Months prior to it being in my hands, Crewel had the advantage of containing several of my personal literary ‘buzz words’ – namely “weave” and “spinster”. I was envisioning some sort of take on the Fates of Greek mythology, intercepted with commentary on female roles and functions in society. Needless to say, I allowed myself to build up my own idea of what this book would contain, and perhaps that was my downfall. While I certainly can appreciate the original elements and unique world-building that Albin employed, Crewel was sadly a case of having set my expectations too high.

An interesting blend of genres – at once dystopia, science-fiction and good old fashioned fantasy – Crewel essentially adheres to many of the trappings of other young adult titles in these genres, but occasionally takes some surprising, somewhat unexpected turns. The action takes place in the universe of Arras, a baffling futuristic society in which women are once again designated to the second-class citizens, serving only as wives/mothers, secretaries or in the revered position of a Spinster. A Spinster weaves time and space – the very matter of Arras – and as such has control over life and death, creation and destruction, all living and physical things. Nothing can exist in Arras without the work of a Spinster; in theory, they play God. However, as our protagonist Adelice is to learn, they are not in possession of any true power and things are a great deal more oppressive within the Coventry than they are outside of its walls.
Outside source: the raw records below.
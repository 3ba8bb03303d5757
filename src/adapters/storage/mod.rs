//! Storage Adapters
//!
//! Implementations of the ConversationStore port.
//!
//! ## Available Adapters
//!
//! - **InMemoryConversationStore** - History and flow state in process memory

mod in_memory_conversation_store;

pub use in_memory_conversation_store::{
    InMemoryConversationStore, DEFAULT_HISTORY_LIMIT, DEFAULT_IDLE_TTL_SECS,
};
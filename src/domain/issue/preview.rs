//! Draft preview rendering.

use super::draft::IssueDraft;
use crate::domain::catalog::ProjectCatalogEntry;

const UNSET: &str = "(unset)";

/// Renders a draft as a confirmation block appended to a reply.
///
/// The project line shows the resolved entry when available, then the raw
/// hint, then `(unset)`.
pub fn render_preview(draft: &IssueDraft, resolved: Option<&ProjectCatalogEntry>) -> String {
    let title = if draft.title.is_empty() { UNSET } else { draft.title.as_str() };
    let project = match resolved {
        Some(entry) => entry.label(),
        None => draft.project.raw().unwrap_or(UNSET).to_string(),
    };
    let description = if draft.description.is_empty() {
        "(empty)"
    } else {
        draft.description.as_str()
    };

    format!(
        "Draft preview:\n- Title: {title}\n- Type: {}\n- Project: {project}\n- Description:\n```\n{description}\n```",
        draft.type_or_default()
    )
}

/// Joins a reply and a preview block with a blank line.
pub fn append_preview(reply: &str, preview: &str) -> String {
    format!("{reply}\n\n{preview}").trim().to_string()
}
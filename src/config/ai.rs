//! Language-model provider configuration

use secrecy::Secret;
use serde::Deserialize;
use std::time::Duration;

use super::error::{check_http_url, check_timeout, has_secret, ValidationError};

/// Upper bound for `max_retries`.
pub const MAX_RETRIES: u32 = 10;

/// OpenAI-compatible provider configuration
#[derive(Debug, Clone, Deserialize)]
pub struct AiConfig {
    /// API key for the chat-completions endpoint. Without one, drafts are
    /// built heuristically from the message text.
    pub api_key: Option<Secret<String>>,

    /// Model identifier
    #[serde(default = "default_model")]
    pub model: String,

    /// Endpoint base URL (OpenRouter by default)
    #[serde(default = "default_base_url")]
    pub base_url: String,

    /// OpenRouter attribution: `HTTP-Referer` header
    pub http_referer: Option<String>,

    /// OpenRouter attribution: `X-Title` header
    pub app_title: Option<String>,

    /// Request timeout in seconds
    #[serde(default = "default_timeout")]
    pub timeout_secs: u64,

    /// Maximum retries on transient failure
    #[serde(default = "default_retries")]
    pub max_retries: u32,

    /// Sampling temperature for dialogue turns
    #[serde(default = "default_temperature")]
    pub temperature: f32,

    /// Completion token cap
    #[serde(default = "default_max_tokens")]
    pub max_tokens: u32,
}

impl AiConfig {
    /// Get timeout as Duration
    pub fn timeout(&self) -> Duration {
        Duration::from_secs(self.timeout_secs)
    }

    /// True when a non-blank API key is set.
    pub fn has_api_key(&self) -> bool {
        has_secret(self.api_key.as_ref())
    }

    /// Validate AI configuration
    pub fn validate(&self) -> Result<(), ValidationError> {
        if self.model.trim().is_empty() {
            return Err(ValidationError::MissingRequired("AI__MODEL"));
        }
        check_http_url(&self.base_url, "AI__BASE_URL")?;
        check_timeout(self.timeout_secs, "AI__TIMEOUT_SECS")?;
        if !(0.0..=2.0).contains(&self.temperature) {
            return Err(ValidationError::InvalidTemperature);
        }
        if self.max_tokens == 0 {
            return Err(ValidationError::ZeroLimit("AI__MAX_TOKENS"));
        }
        if self.max_retries > MAX_RETRIES {
            return Err(ValidationError::AboveLimit {
                field: "AI__MAX_RETRIES",
                max: MAX_RETRIES,
            });
        }
        Ok(())
    }
}

impl Default for AiConfig {
    fn default() -> Self {
        Self {
            api_key: None,
            model: default_model(),
            base_url: default_base_url(),
            http_referer: None,
            app_title: None,
            timeout_secs: default_timeout(),
            max_retries: default_retries(),
            temperature: default_temperature(),
            max_tokens: default_max_tokens(),
        }
    }
}

fn default_model() -> String {
    "openai/gpt-4o-mini".to_string()
}

fn default_base_url() -> String {
    crate::adapters::ai::DEFAULT_BASE_URL.to_string()
}

fn default_timeout() -> u64 {
    60
}

fn default_retries() -> u32 {
    2
}

fn default_temperature() -> f32 {
    0.2
}

fn default_max_tokens() -> u32 {
    1200
}
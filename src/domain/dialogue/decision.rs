//! Per-turn dialogue decision.

use serde::{Deserialize, Serialize};

use super::flow_state::FlowState;
use crate::domain::catalog::{ProjectCatalogEntry, ResolutionError};
use crate::domain::issue::{DraftValidationError, IssueDraft};

/// What the model wants to do with the conversation.
#[derive(Debug, Clone, Copy, PartialEq, Eq, Hash, Serialize, Deserialize)]
#[serde(rename_all = "snake_case")]
pub enum Intent {
    /// Keep talking: clarify, or show a draft for confirmation.
    Ask,
    /// File the draft now.
    Create,
    /// Abandon the conversation.
    Cancel,
}

impl Intent {
    /// Parses a model-supplied label. Unknown labels fall back to `Ask`.
    pub fn parse_lenient(label: &str) -> Self {
        match label.trim().to_ascii_lowercase().as_str() {
            "create" => Intent::Create,
            "cancel" => Intent::Cancel,
            _ => Intent::Ask,
        }
    }

    pub fn as_str(&self) -> &'static str {
        match self {
            Intent::Ask => "ask",
            Intent::Create => "create",
            Intent::Cancel => "cancel",
        }
    }
}

impl std::fmt::Display for Intent {
    fn fmt(&self, f: &mut std::fmt::Formatter<'_>) -> std::fmt::Result {
        f.write_str(self.as_str())
    }
}

/// Normalized output of one dialogue step.
#[derive(Debug, Clone, PartialEq)]
pub struct DialogueDecision {
    /// Text shown to the user, in their language.
    pub reply: String,
    pub intent: Intent,
    /// Draft carried by the turn, if the model produced one.
    pub issue: Option<IssueDraft>,
    /// Next flow state.
    pub state: FlowState,
    /// Catalog entry the draft's project hint resolved to.
    pub project: Option<ProjectCatalogEntry>,
}

/// Why a `create` was turned into an `ask`.
#[derive(Debug, Clone, PartialEq, Eq)]
pub enum DowngradeReason {
    MissingDraft,
    InvalidDraft(DraftValidationError),
    UnresolvedProject(ResolutionError),
}

/// Why the model response could not be used at all.
#[derive(Debug, Clone, PartialEq, Eq)]
pub enum DegradeReason {
    /// No JSON object could be recovered.
    Extraction(String),
    /// The object lacks a string `reply` or `intent`.
    MissingField(&'static str),
    /// Generation stopped before the answer was complete.
    CutOff,
}

/// How the decision relates to what the model actually said.
#[derive(Debug, Clone, PartialEq, Eq)]
pub enum Disposition {
    /// Used as returned.
    Accepted,
    /// A `create` that could not be honored.
    Downgraded(DowngradeReason),
    /// Replaced by a generic clarification; prior state must be kept.
    Degraded(DegradeReason),
}

/// A decision plus its disposition.
#[derive(Debug, Clone, PartialEq)]
pub struct DialogueOutcome {
    pub decision: DialogueDecision,
    pub disposition: Disposition,
}

impl DialogueOutcome {
    pub fn accepted(decision: DialogueDecision) -> Self {
        Self {
            decision,
            disposition: Disposition::Accepted,
        }
    }

    pub fn is_degraded(&self) -> bool {
        matches!(self.disposition, Disposition::Degraded(_))
    }
}

#[cfg(test)]
mod tests {
    use super::*;

    #[test]
    fn unknown_intents_become_ask() {
        assert_eq!(Intent::parse_lenient(" CREATE "), Intent::Create);
        assert_eq!(Intent::parse_lenient("cancel"), Intent::Cancel);
        assert_eq!(Intent::parse_lenient("confirm"), Intent::Ask);
        assert_eq!(Intent::parse_lenient(""), Intent::Ask);
    }
}
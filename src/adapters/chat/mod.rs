//! Chat adapters - Implementations of the ChatTransport port.

mod recording_transport;
mod zulip_client;

pub use recording_transport::{RecordingTransport, SentReply};
pub use zulip_client::{ZulipClient, ZulipConfig};
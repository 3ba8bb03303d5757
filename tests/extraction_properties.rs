//! Property tests for structured extraction of model output.

use proptest::prelude::*;
use serde_json::{Map, Value};

use issue_scribe::domain::dialogue::{extract_json_object, parse_object};

/// Flat objects whose string values may contain braces, quotes and escapes.
fn object() -> impl Strategy<Value = Map<String, Value>> {
    prop::collection::btree_map(
        "[a-z_]{1,8}",
        prop_oneof![
            "[a-zA-Z0-9 .,!?{}\"\\\\]{0,24}".prop_map(Value::from),
            any::<i32>().prop_map(Value::from),
            any::<bool>().prop_map(Value::from),
        ],
        1..6,
    )
    .prop_map(|entries| entries.into_iter().collect())
}

/// Strings that stress the brace scanner: braces, brackets, quotes, escapes.
fn tricky_string() -> impl Strategy<Value = String> {
    "[a-zA-Z0-9 .,:{}\\[\\]\"\\\\]{0,24}"
}

/// Free-form state: nested maps and arrays down to scalars.
fn state_value() -> impl Strategy<Value = Value> {
    let leaf = prop_oneof![
        tricky_string().prop_map(Value::from),
        any::<i64>().prop_map(Value::from),
        any::<bool>().prop_map(Value::from),
        Just(Value::Null),
    ];
    leaf.prop_recursive(3, 24, 4, |inner| {
        prop_oneof![
            prop::collection::vec(inner.clone(), 0..4).prop_map(Value::Array),
            prop::collection::btree_map("[a-z_]{1,8}", inner, 0..4)
                .prop_map(|entries| Value::Object(entries.into_iter().collect())),
        ]
    })
}

/// Dialogue-turn payloads: reply, intent, an issue draft and nested state.
fn decision_object() -> impl Strategy<Value = Map<String, Value>> {
    (
        tricky_string(),
        prop_oneof![Just("ask"), Just("create"), Just("cancel")],
        tricky_string(),
        tricky_string(),
        "[A-Z]{2,4}",
        prop::collection::btree_map("[a-z_]{1,8}", state_value(), 0..4),
    )
        .prop_map(|(reply, intent, title, description, key, state)| {
            let mut issue = Map::new();
            issue.insert("title".into(), Value::from(title));
            issue.insert("description".into(), Value::from(description));
            issue.insert("type".into(), Value::from("Bug"));
            issue.insert("project_key".into(), Value::from(key));

            let mut decision = Map::new();
            decision.insert("reply".into(), Value::from(reply));
            decision.insert("intent".into(), Value::from(intent));
            decision.insert("issue".into(), Value::Object(issue));
            decision.insert("state".into(), Value::Object(state.into_iter().collect()));
            decision
        })
}

/// Flat objects or nested dialogue payloads.
fn payload() -> impl Strategy<Value = Map<String, Value>> {
    prop_oneof![object(), decision_object()]
}

/// Text without braces or backticks.
fn prose() -> impl Strategy<Value = String> {
    "[a-zA-Z0-9 .,!?:\n]{0,40}"
}

proptest! {
    #[test]
    fn property_bare_object_is_recovered(obj in payload()) {
        let text = Value::Object(obj.clone()).to_string();
        prop_assert_eq!(extract_json_object(&text).unwrap(), obj);
    }

    #[test]
    fn property_object_in_prose_is_recovered(
        obj in payload(),
        before in prose(),
        after in prose(),
    ) {
        let text = format!("{}{}{}", before, Value::Object(obj.clone()), after);
        prop_assert_eq!(extract_json_object(&text).unwrap(), obj);
    }

    #[test]
    fn property_fenced_object_is_recovered(
        obj in payload(),
        before in prose(),
        tag in prop_oneof![Just(""), Just("json")],
    ) {
        let text = format!("{}```{}\n{:#}\n```\n", before, tag, Value::Object(obj.clone()));
        prop_assert_eq!(extract_json_object(&text).unwrap(), obj);
    }

    #[test]
    fn property_extraction_is_idempotent(obj in payload(), before in prose(), after in prose()) {
        let text = format!("{}{}{}", before, Value::Object(obj), after);
        let first = extract_json_object(&text).unwrap();
        let again = extract_json_object(&Value::Object(first.clone()).to_string()).unwrap();
        prop_assert_eq!(again, first);
    }

    #[test]
    fn property_nested_state_survives_extraction(obj in decision_object(), before in prose()) {
        let text = format!("{}{}", before, Value::Object(obj.clone()));
        let extracted = extract_json_object(&text).unwrap();
        prop_assert_eq!(extracted.get("state"), obj.get("state"));
        prop_assert_eq!(extracted.get("issue"), obj.get("issue"));
    }

    #[test]
    fn property_truncated_object_is_rejected(
        obj in object(),
        before in prose(),
        cut in 0.0f64..1.0,
    ) {
        let json = Value::Object(obj).to_string();
        let chars: Vec<char> = json.chars().collect();
        // Keep at least the opening brace, never the closing one.
        let keep = 1 + ((chars.len() - 2) as f64 * cut) as usize;
        let prefix: String = chars[..keep].iter().collect();
        let text = format!("{}{}", before, prefix);

        prop_assert!(parse_object(&text).is_err());
    }
}
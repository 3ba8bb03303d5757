//! Opaque per-conversation flow state.

use serde::{Deserialize, Serialize};
use serde_json::{Map, Value};

use crate::domain::issue::IssueDraft;

/// State blob authored by the model and replayed verbatim on the next turn.
///
/// The engine never reads its fields; it only stores, replaces or clears it.
#[derive(Debug, Clone, Default, PartialEq, Serialize, Deserialize)]
#[serde(transparent)]
pub struct FlowState(Map<String, Value>);

impl FlowState {
    pub fn new() -> Self {
        Self::default()
    }

    /// Wraps a JSON value; anything other than an object yields empty state.
    pub fn from_value(value: Option<&Value>) -> Self {
        match value {
            Some(Value::Object(map)) => Self(map.clone()),
            _ => Self::default(),
        }
    }

    /// State seeded with a draft, used when the single-shot parser stands in
    /// for the conversational one.
    pub fn with_draft(draft: &IssueDraft) -> Self {
        let mut map = Map::new();
        map.insert("draft".to_string(), draft.to_json());
        Self(map)
    }

    pub fn is_empty(&self) -> bool {
        self.0.is_empty()
    }

    pub fn as_map(&self) -> &Map<String, Value> {
        &self.0
    }

    pub fn to_value(&self) -> Value {
        Value::Object(self.0.clone())
    }
}

impl From<Map<String, Value>> for FlowState {
    fn from(map: Map<String, Value>) -> Self {
        Self(map)
    }
}
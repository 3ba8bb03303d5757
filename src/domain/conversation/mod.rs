//! Conversation domain module.
//!
//! Chat history primitives shared by the store and the dialogue step.

mod turn;

pub use turn::{Role, Turn};
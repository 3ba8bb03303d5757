//! Application layer - Handlers, routing and the chat runtime.
//!
//! This layer orchestrates domain operations and coordinates between ports.

pub mod handlers;
pub mod router;
pub mod runtime;
pub mod turn_queue;

pub use handlers::{
    DialogueInput, DialogueSettings, FileIssueHandler, GeneralChatHandler, IssueFlowDialogue,
    MessageHandler, SupportTriageHandler, TurnError, TurnOutcome, TRACKER_NOT_CONFIGURED,
};
pub use router::{Route, Router};
pub use runtime::{ChatRuntime, RuntimeError, RuntimeReport};
pub use turn_queue::{TurnQueue, TurnSlot};
use crate::application::{App, AppMode, Screen};
use crate::domain::{District, format_mwk};
use ratatui::{
    Frame,
    layout::{Constraint, Direction, Layout, Rect},
    style::{Color, Style},
    text::{Line, Span},
    widgets::{Block, Borders, Cell, Clear, Paragraph, Row, Table, Wrap},
};

pub fn render_ui(f: &mut Frame, app: &App) {
    let chunks = Layout::default()
        .direction(Direction::Vertical)
        .constraints([
            Constraint::Length(1),
            Constraint::Min(0),
            Constraint::Length(3),
        ])
        .split(f.area());

    render_header(f, app, chunks[0]);
    match app.screen {
        Screen::Home => render_home(f, app, chunks[1]),
        Screen::Seller => render_seller(f, app, chunks[1]),
        Screen::Buyer => render_buyer(f, app, chunks[1]),
    }
    render_status_bar(f, app, chunks[2]);

    if let Some(ref notice) = app.notice {
        render_notice_popup(f, notice);
    }
}

fn render_header(f: &mut Frame, app: &App, area: Rect) {
    let who = app
        .session
        .as_ref()
        .map(|s| s.user.email.as_str())
        .unwrap_or("signed out");
    let header = Paragraph::new(format!("pay265 - Malawi marketplace (MWK) | {}", who))
        .style(Style::default().fg(Color::Cyan));
    f.render_widget(header, area);
}

fn render_home(f: &mut Frame, app: &App, area: Rect) {
    if app.products.is_empty() {
        let empty = Paragraph::new("No products listed yet")
            .block(Block::default().borders(Borders::ALL).title("Products"));
        f.render_widget(empty, area);
        return;
    }

    let header = Row::new(
        ["Title", "Seller", "District", "Price", "Status", "Method"]
            .map(|h| Cell::from(h).style(Style::default().fg(Color::Yellow))),
    )
    .height(1);

    let mut rows = vec![header];
    for (i, product) in app.products.iter().enumerate() {
        let style = if i == app.selected {
            Style::default().bg(Color::Blue).fg(Color::White)
        } else {
            Style::default()
        };
        rows.push(
            Row::new([
                Cell::from(product.title.clone()),
                Cell::from(product.seller_name.clone()),
                Cell::from(product.district.label()),
                Cell::from(format_mwk(product.price_mwk)),
                Cell::from(product.status().label()),
                Cell::from(app.method_for(product.id).label()),
            ])
            .style(style)
            .height(1),
        );
    }

    let table = Table::new(
        rows,
        [
            Constraint::Percentage(30),
            Constraint::Percentage(18),
            Constraint::Percentage(14),
            Constraint::Length(14),
            Constraint::Length(10),
            Constraint::Length(16),
        ],
    )
    .block(Block::default().borders(Borders::ALL).title("Products"))
    .column_spacing(1);

    f.render_widget(table, area);
}

fn form_line(label: &str, value: String, focused: bool) -> Line<'static> {
    let value_style = if focused {
        Style::default().bg(Color::Blue).fg(Color::White)
    } else {
        Style::default()
    };
    Line::from(vec![
        Span::styled(
            format!("{:<10}", label),
            Style::default().fg(Color::Yellow),
        ),
        Span::styled(value, value_style),
    ])
}

fn masked(password: &str) -> String {
    "*".repeat(password.chars().count())
}

fn render_seller(f: &mut Frame, app: &App, area: Rect) {
    let lines = if app.session.is_none() {
        let district = District::ALL[app.seller_form.district_index];
        vec![
            Line::from("Create seller account"),
            Line::from(""),
            form_line("Name", app.seller_form.name.clone(), app.focused_field == 0),
            form_line("Email", app.seller_form.email.clone(), app.focused_field == 1),
            form_line(
                "Password",
                masked(&app.seller_form.password),
                app.focused_field == 2,
            ),
            form_line(
                "District",
                format!("< {} >", district),
                app.focused_field == 3,
            ),
            Line::from(""),
            Line::from("Enter: create seller | Esc: home"),
        ]
    } else {
        let district = District::ALL[app.product_form.district_index];
        vec![
            Line::from("Add product"),
            Line::from(""),
            form_line("Title", app.product_form.title.clone(), app.focused_field == 0),
            form_line(
                "Price MWK",
                app.product_form.price.clone(),
                app.focused_field == 1,
            ),
            form_line(
                "District",
                format!("< {} >", district),
                app.focused_field == 2,
            ),
            Line::from(""),
            Line::from("Enter: add product | Esc: home"),
        ]
    };

    let panel = Paragraph::new(lines)
        .block(Block::default().borders(Borders::ALL).title("Seller Dashboard"));
    f.render_widget(panel, area);
}

fn render_buyer(f: &mut Frame, app: &App, area: Rect) {
    let lines = match app.session {
        None => vec![
            Line::from("Create buyer account / login"),
            Line::from(""),
            form_line("Name", app.buyer_form.name.clone(), app.focused_field == 0),
            form_line("Email", app.buyer_form.email.clone(), app.focused_field == 1),
            form_line(
                "Password",
                masked(&app.buyer_form.password),
                app.focused_field == 2,
            ),
            Line::from(""),
            Line::from("Enter: login | Ctrl+N: create buyer | Esc: home"),
        ],
        Some(ref session) => vec![
            Line::from(session.user.email.clone()),
            Line::from("Buyer account"),
            Line::from(""),
            Line::from("p: browse products"),
        ],
    };

    let panel = Paragraph::new(lines)
        .block(Block::default().borders(Borders::ALL).title("Buyer Account"));
    f.render_widget(panel, area);
}

fn render_status_bar(f: &mut Frame, app: &App, area: Rect) {
    let text = if let Some(ref status) = app.status_message {
        status.clone()
    } else {
        match app.mode {
            AppMode::Browse => match app.screen {
                Screen::Home => {
                    "1/2/3: screens | Up/Down: select | m: method | Enter: buy | e: export CSV | o: logout | q: quit"
                        .to_string()
                }
                Screen::Seller | Screen::Buyer => {
                    "p: browse products | 1/2/3: screens | o: logout | q: quit".to_string()
                }
            },
            AppMode::Form => {
                "Tab/Up/Down: fields | Left/Right: district | Enter: submit | Esc: home"
                    .to_string()
            }
            AppMode::ExportCsv => format!(
                "Export CSV as: {} (Enter to export, Esc to cancel)",
                app.filename_input
            ),
        }
    };

    let bar = Paragraph::new(text)
        .block(Block::default().borders(Borders::ALL).title("Status"))
        .style(match app.mode {
            AppMode::Browse => Style::default(),
            AppMode::Form => Style::default().fg(Color::Green),
            AppMode::ExportCsv => Style::default().fg(Color::Magenta),
        });
    f.render_widget(bar, area);
}

fn render_notice_popup(f: &mut Frame, notice: &str) {
    let area = f.area();
    let top = area.height / 3;
    let popup_area = Rect {
        x: area.width / 6,
        y: top,
        width: area.width * 2 / 3,
        height: 7.min(area.height.saturating_sub(top)),
    };

    f.render_widget(Clear, popup_area);

    let popup = Paragraph::new(format!("{}\n\npress any key", notice))
        .wrap(Wrap { trim: true })
        .block(
            Block::default()
                .borders(Borders::ALL)
                .title("Notice")
                .style(Style::default().fg(Color::Yellow)),
        );
    f.render_widget(popup, popup_area);
}

#[cfg(test)]
mod tests {
    use super::*;
    use crate::domain::{Product, ProductStatus};
    use ratatui::{Terminal, backend::TestBackend};

    fn draw(width: u16, height: u16, app: &App) -> Terminal<TestBackend> {
        let mut terminal = Terminal::new(TestBackend::new(width, height)).unwrap();
        terminal.draw(|f| render_ui(f, app)).unwrap();
        terminal
    }

    fn screen_text(terminal: &Terminal<TestBackend>) -> String {
        terminal
            .backend()
            .buffer()
            .content
            .iter()
            .map(|cell| cell.symbol())
            .collect()
    }

    #[test]
    fn test_notice_popup_fits_short_terminals() {
        let mut app = App::default();
        app.notice = Some("Backend unavailable: connection refused".to_string());
        for height in 4..=12 {
            let terminal = draw(40, height, &app);
            assert!(screen_text(&terminal).contains("Notice"));
        }
    }

    #[test]
    fn test_home_listing_reads_row_status() {
        let mut app = App::default();
        app.products = vec![
            Product {
                id: 2,
                title: "Maize bag".to_string(),
                price_mwk: Some(15000),
                seller_name: "Grace".to_string(),
                district: District::Zomba,
                status: Some(ProductStatus::Available),
            },
            Product {
                id: 1,
                title: "Charcoal".to_string(),
                price_mwk: None,
                seller_name: "Chimwemwe".to_string(),
                district: District::Mzimba,
                status: None,
            },
        ];
        let terminal = draw(100, 24, &app);
        let text = screen_text(&terminal);
        assert_eq!(text.matches("available").count(), 2);
        assert!(text.contains("MWK 15,000"));
    }
}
I really wanted to empathise with Adelice; I truly did. The poor girl is not in control of her seemingly astonishing weaving abilities, and these lead inevitably to her separation from her family, the murder of loved ones, and the loss of her personal and social freedom (what little there was!) However, Adelice was nothing if not inconsistent as a character for me, leaping from being rather shallow and self-centred to more proactive and aware without much growth in-between. And in what actually proved a problem for many characters, her rather ‘modern’ attitudes and opinions were, rather than comforting and familiar, far too at-odds with the world she would have grown up in. At times, it felt as though Albin was hesitant of providing her cast of players with beliefs and ideas that might sit uncomfortably with a reader but would maintain coherence with Arras as a society. This was quite disarming, especially towards the novel’s beginning, when the world was still being gradually revealed piece-by-piece.

The romance of the novel also fell quite flat for me, as is often the case: there was a somewhat forced attempt at a love triangle, which I am never a fan of, with Adelice juggling between her more superficial attraction to the cocky Erik and her ‘deeper’ connection to the stoic, Jost. Throw in the unwanted attentions of the villainous and older Ambassador Cormac and there were simply far too many men interested in this girl for me to find it at all credible! Cormac at least, in his bad guy role, was slightly more consistent that most other characters, and despite the stereotypical attributes, I found some of his brutal honesty refreshing, as did Adelice. Side characters such the loyal Enora and the allusive mentor Loricel could have been much more than their designated functions  – and at times they almost got there, which was tantalising but ultimately frustrating.

The overall tone of the novel never felt as though it had been decided upon exactly; there were moments where I thought Albin was reaching for some social commentary and some rather sweet and considerate messages about sexual and gender equality. So many themes were possible in this particular universe that she crafted; I am just very sad that there weren’t explored as deeply as they could have been. Of course, this is only the first in a series, so perhaps I am judging too harshly, too quickly. The world-building itself was also somewhat confusing for me; depictions of the weaving in particular were fascinating yet unrelentingly vague. I wanted so badly to get a clear image of how this skill worked and formed the world of Arras, but it never came to light for me. Perhaps I am simply too restricted in my imagination to glimpse it, which I regret!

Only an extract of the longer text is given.